The problem - Whenever a line in the data holds the string "next", pull that line out.

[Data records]
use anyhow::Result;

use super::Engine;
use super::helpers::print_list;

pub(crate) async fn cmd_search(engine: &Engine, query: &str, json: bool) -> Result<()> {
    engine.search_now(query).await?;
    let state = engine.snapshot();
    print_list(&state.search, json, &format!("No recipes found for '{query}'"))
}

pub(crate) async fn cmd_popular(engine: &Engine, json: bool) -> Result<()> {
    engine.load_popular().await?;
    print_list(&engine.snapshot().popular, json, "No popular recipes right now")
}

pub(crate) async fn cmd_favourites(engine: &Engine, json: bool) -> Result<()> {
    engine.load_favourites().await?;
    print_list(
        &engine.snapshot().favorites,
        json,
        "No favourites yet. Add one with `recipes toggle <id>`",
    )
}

---

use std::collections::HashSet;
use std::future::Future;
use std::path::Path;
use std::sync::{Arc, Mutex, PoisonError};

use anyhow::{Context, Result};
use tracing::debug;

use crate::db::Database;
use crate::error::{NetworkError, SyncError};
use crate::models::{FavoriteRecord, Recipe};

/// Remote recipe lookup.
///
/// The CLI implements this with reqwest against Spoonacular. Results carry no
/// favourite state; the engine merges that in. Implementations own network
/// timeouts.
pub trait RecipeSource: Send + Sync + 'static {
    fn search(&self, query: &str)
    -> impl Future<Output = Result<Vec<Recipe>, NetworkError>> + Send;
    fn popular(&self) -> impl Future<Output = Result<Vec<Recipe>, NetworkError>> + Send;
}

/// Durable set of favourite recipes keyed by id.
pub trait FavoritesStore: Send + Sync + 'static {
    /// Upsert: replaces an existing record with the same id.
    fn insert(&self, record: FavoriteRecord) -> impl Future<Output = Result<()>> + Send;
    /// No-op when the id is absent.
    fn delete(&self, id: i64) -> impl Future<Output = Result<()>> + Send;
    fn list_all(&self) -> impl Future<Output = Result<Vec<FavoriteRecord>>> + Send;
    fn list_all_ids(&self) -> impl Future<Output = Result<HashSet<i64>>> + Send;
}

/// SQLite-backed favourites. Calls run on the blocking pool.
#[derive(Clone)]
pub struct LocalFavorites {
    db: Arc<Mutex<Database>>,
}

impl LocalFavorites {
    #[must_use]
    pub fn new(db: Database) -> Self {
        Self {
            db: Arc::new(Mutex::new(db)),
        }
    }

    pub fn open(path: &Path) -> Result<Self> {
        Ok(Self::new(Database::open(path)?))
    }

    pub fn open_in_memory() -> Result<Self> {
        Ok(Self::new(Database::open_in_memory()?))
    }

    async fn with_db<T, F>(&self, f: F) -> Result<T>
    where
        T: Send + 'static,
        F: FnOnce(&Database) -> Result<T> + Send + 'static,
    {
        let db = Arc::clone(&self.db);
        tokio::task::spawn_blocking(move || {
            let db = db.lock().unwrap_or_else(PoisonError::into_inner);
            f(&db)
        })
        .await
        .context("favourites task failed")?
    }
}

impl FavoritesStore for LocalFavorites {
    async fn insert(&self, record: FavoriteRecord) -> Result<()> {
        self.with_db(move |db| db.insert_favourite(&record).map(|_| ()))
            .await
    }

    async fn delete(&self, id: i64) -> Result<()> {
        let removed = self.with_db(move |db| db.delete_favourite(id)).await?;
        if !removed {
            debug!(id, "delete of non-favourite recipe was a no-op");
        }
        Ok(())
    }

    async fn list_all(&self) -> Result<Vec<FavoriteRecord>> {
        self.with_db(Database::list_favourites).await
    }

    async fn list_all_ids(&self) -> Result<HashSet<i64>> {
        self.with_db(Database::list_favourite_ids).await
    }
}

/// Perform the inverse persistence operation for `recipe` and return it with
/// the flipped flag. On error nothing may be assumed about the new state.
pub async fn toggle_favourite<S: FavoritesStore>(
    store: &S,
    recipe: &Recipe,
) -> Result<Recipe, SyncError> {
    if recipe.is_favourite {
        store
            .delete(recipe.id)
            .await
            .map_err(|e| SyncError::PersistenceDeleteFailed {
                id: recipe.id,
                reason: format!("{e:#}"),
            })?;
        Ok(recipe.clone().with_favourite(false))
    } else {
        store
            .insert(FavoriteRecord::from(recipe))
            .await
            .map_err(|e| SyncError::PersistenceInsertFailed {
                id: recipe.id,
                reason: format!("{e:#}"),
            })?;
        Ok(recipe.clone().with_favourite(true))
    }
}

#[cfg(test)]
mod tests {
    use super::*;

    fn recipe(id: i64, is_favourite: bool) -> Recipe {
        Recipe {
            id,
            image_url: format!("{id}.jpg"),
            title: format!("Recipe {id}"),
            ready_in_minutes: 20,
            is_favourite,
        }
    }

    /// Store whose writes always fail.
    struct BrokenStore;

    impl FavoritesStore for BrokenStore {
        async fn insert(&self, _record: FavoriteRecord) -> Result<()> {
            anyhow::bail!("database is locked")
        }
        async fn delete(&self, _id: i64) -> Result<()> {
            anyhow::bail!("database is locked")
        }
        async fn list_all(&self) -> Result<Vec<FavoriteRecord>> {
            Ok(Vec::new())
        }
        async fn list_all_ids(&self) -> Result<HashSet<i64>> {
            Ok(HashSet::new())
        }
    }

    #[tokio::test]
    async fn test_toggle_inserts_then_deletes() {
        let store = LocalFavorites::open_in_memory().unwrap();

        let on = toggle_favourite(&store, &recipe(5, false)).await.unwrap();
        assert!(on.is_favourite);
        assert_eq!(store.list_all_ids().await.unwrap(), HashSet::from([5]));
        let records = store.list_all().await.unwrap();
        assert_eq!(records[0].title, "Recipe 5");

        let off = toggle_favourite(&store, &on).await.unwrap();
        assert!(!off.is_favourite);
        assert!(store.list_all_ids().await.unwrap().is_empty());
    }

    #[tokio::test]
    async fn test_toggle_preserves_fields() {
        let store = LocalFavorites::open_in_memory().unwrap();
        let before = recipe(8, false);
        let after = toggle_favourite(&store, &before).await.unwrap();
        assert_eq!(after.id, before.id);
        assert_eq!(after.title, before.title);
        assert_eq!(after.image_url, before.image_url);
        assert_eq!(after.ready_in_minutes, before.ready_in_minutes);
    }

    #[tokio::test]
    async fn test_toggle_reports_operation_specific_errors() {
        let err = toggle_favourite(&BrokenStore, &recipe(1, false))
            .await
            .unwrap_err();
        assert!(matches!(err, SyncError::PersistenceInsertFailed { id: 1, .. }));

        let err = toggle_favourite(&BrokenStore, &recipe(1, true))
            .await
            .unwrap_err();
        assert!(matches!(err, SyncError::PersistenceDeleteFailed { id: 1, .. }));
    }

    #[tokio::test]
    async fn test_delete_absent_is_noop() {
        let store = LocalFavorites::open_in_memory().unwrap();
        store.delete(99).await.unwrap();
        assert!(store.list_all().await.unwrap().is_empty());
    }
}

...

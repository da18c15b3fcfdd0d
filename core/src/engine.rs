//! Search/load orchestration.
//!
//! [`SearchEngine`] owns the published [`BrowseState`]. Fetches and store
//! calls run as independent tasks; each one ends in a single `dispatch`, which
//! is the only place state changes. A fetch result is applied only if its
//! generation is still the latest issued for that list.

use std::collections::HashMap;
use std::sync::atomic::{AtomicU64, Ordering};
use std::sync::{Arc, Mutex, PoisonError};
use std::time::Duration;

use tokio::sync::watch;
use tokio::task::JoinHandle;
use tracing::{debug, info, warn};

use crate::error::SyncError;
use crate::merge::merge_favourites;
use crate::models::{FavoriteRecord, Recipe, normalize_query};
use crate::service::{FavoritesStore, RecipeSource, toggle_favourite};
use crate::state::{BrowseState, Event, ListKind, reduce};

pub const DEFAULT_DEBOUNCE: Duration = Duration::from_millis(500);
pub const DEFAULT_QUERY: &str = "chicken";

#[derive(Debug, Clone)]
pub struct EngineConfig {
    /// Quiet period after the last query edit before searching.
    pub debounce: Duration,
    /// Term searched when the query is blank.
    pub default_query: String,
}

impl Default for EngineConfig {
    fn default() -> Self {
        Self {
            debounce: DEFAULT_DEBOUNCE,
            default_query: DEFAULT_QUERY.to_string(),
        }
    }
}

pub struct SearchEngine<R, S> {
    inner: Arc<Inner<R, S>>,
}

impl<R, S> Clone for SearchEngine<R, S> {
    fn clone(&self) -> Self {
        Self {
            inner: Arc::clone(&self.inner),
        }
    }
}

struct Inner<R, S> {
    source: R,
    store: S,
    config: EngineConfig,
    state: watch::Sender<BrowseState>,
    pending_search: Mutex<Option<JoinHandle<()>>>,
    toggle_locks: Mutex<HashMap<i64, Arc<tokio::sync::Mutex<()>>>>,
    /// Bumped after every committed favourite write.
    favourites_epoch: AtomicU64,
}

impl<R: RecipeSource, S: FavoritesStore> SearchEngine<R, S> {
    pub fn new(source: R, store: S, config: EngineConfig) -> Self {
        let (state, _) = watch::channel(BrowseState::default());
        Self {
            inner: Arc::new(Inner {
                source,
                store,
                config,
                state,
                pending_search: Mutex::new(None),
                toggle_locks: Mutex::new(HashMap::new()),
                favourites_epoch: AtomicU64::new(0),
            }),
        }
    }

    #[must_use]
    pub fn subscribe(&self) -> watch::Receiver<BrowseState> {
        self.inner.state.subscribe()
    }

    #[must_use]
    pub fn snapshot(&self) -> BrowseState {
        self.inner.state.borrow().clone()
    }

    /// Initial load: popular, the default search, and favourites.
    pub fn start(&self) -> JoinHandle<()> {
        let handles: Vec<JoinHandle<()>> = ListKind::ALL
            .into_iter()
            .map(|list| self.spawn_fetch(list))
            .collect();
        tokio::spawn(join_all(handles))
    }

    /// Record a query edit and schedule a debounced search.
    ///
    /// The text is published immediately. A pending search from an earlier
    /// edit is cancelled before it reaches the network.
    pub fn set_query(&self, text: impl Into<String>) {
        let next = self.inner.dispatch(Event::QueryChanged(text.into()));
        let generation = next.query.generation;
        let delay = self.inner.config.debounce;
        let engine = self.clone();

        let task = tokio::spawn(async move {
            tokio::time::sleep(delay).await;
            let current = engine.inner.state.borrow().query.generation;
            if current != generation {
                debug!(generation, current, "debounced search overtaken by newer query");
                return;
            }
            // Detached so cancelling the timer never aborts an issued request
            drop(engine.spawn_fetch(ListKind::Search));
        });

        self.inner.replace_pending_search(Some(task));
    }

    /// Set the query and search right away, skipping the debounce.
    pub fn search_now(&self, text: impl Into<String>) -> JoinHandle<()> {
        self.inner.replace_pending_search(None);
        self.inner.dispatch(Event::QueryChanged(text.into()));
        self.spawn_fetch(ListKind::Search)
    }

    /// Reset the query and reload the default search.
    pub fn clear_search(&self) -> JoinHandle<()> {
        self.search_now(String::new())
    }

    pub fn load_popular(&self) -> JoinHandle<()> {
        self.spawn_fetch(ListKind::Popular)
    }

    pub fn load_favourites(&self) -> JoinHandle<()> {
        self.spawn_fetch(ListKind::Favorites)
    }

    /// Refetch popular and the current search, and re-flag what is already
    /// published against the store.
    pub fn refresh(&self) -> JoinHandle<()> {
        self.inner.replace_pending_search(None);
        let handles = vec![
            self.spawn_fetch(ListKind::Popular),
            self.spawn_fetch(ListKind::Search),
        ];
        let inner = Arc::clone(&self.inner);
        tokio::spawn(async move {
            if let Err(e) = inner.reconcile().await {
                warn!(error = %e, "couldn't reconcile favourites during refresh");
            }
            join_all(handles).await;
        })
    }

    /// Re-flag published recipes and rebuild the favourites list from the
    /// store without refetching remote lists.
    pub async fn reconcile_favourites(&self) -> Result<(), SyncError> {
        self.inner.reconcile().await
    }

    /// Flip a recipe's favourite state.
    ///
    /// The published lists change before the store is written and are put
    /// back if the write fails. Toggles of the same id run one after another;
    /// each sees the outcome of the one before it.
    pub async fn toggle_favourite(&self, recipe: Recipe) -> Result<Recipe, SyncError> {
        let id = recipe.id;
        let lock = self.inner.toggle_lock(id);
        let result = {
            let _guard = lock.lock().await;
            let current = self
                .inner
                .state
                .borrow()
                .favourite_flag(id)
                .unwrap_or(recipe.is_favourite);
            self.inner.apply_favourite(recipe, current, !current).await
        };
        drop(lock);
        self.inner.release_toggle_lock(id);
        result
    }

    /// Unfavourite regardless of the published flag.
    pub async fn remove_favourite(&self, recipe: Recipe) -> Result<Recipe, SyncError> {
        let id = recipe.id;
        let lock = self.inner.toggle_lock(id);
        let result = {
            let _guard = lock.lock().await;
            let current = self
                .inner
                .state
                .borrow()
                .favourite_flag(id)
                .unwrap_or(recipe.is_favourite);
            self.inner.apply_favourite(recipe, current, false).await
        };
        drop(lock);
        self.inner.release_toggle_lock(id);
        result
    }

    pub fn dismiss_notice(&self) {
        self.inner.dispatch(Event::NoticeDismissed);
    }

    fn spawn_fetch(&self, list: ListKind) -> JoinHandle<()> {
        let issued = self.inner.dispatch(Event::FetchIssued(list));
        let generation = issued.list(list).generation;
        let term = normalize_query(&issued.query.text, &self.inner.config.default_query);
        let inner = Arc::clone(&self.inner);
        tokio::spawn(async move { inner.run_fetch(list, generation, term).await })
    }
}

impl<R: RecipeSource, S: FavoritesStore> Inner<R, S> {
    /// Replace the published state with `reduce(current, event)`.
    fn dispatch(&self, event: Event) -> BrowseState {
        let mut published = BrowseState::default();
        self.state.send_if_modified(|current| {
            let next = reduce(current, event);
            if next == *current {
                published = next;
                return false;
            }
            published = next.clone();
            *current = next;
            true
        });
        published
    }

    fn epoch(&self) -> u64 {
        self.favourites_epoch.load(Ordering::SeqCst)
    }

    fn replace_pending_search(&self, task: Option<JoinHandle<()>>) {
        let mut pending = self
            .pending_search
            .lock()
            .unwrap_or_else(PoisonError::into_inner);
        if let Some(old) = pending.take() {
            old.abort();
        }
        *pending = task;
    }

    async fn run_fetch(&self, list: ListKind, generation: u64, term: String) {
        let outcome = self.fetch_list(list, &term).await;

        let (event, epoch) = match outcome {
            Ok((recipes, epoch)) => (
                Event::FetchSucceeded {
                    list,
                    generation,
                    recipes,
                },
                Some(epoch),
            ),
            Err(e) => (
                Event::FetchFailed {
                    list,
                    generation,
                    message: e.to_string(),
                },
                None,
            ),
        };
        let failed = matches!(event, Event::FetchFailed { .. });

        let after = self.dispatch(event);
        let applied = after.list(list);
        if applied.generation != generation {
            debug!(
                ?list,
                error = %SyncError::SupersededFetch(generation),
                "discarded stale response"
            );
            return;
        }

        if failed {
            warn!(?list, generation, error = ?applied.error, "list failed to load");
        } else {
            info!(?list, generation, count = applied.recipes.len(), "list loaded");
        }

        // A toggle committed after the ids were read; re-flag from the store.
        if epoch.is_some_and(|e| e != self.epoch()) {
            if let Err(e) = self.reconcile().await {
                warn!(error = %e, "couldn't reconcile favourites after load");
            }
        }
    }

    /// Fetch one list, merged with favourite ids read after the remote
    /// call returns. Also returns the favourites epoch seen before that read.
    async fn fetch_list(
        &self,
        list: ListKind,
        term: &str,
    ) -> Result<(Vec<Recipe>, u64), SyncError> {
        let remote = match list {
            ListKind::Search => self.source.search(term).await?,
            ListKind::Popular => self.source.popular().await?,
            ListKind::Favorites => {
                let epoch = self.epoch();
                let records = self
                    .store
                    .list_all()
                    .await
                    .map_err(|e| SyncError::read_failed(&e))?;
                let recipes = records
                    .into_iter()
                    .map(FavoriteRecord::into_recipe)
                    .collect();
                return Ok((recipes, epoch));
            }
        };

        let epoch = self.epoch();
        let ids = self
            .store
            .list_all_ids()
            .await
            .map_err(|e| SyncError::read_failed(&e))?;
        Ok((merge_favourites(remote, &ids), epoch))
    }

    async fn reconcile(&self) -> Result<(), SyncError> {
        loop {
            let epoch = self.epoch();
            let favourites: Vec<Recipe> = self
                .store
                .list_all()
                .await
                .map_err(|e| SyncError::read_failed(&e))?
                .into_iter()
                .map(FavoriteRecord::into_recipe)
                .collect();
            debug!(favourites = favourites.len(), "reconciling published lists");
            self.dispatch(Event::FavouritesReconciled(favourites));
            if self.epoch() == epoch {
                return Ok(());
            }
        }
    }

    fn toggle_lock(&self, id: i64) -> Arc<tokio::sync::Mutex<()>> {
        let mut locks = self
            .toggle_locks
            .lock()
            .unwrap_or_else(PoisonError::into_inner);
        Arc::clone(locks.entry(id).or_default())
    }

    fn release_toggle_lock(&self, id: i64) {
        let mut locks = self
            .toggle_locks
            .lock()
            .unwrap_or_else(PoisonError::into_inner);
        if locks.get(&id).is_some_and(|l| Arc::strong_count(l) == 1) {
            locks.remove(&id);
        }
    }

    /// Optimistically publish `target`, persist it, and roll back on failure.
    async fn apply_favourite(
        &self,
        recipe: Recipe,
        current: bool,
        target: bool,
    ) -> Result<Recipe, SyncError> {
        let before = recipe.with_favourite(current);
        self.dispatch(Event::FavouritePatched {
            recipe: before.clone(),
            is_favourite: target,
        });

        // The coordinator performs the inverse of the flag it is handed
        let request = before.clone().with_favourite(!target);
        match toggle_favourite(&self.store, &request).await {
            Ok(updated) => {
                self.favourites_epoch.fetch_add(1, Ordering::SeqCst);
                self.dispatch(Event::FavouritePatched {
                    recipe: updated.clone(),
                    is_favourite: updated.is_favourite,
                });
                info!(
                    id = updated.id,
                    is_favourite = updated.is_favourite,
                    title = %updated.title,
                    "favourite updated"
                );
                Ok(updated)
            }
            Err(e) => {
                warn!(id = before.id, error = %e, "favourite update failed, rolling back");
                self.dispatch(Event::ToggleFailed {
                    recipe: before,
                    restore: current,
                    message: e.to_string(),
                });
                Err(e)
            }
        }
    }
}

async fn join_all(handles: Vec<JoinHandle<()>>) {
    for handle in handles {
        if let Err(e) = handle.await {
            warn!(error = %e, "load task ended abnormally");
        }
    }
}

Reply to the task -
        let next = self.inner.dispatch(Event::QueryChanged(text.into()));
        let generation = next.query.generation;
            let next = reduce(current, event);
            if next == *current {
                published = next;
            published = next.clone();
            *current = next;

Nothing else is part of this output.